I'll be getting back to my World War II Book List in the next few days, but in the meantime I wanted to talk about a book I read recently that belongs on another list I'll be finishing up soon—my list of grown-up school stories.

It's a sad fact of life for all readers—and perhaps particularly for a blogger focused on the most obscure of obscure titles, some of which surely have perfectly good reasons for being forgotten—that disappointments are inevitable. Sometimes even the most highly anticipated books—those books we imagine blissfully curling up with on a rainy day with a nice hot cup of tea and losing ourselves in for hours—just don't quite live up to their potential. Sometimes even on a rainy day, we find ourselves putting down the highly-anticipated book, getting back out of bed, and cleaning out our closets instead of continuing to face the disappointment.

Okay, it's true that books are very rarely that disappointing for me—it takes a lot to drive me back into the closet for any reason. Ahem. But the principle is sound.


Now, I don't want to overstate the case when it comes to Margaret Hassett's Educating Elizabeth. In all truth, I enjoyed quite a lot of it, it had many unquestionably high points, and I imagine a few of you reading this might enjoy it as well (I'll try to explain both the strengths and the weaknesses I found in it as clearly as possible). But I had been anticipating this novel ever since I stumbled across Hassett's Austen-esque later novel, Sallypark, and enthusiastically reviewed it last year. And the anticipation had been building during a relatively extended search for a library willing to lend the book (thank you kindly, University of Alberta!).

Add to that the fact that I've become increasingly obsessed in the past year with school stories written for adults, as you may already have noticed from several recent posts, and such a story from an author I already knew and liked—and one that practically no one had heard of to boot—seemed to hold great potential for being memorable and bloggable-about. So perhaps I just brought too much anticipation with me.
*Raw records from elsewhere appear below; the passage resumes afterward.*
//! Error types for the compliance crate.

use thiserror::Error;

#[derive(Debug, Error)]
pub enum ComplianceError {
    #[error("Unknown regulation: {name}. Supported: {valid}")]
    UnknownRegulation { name: String, valid: String },
    #[error("Unknown report type: {name}. Supported: {valid}")]
    UnknownReportType { name: String, valid: String },
    #[error("Unknown output format: {name}. Supported: {valid}")]
    UnknownFormat { name: String, valid: String },
    #[error("serialization error: {0}")]
    Serialization(#[from] serde_json::Error),
}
At any rate, on the spectrum of girls' school novels written for adults, Educating Elizabeth falls somewhere between Clemence Dane's rather mean-spirited Regiment of Women and Mary Bell's joyful, smart, funny Summer's Day. It's certainly funny, and it's certainly a bit spiteful—most of the women teachers presented are little more than caricatures to be mocked for their various oddities and idiosyncrasies—but it's not out-and-out vicious, and even caricature can be entertaining sometimes, even if it doesn't provide much in the way of character development.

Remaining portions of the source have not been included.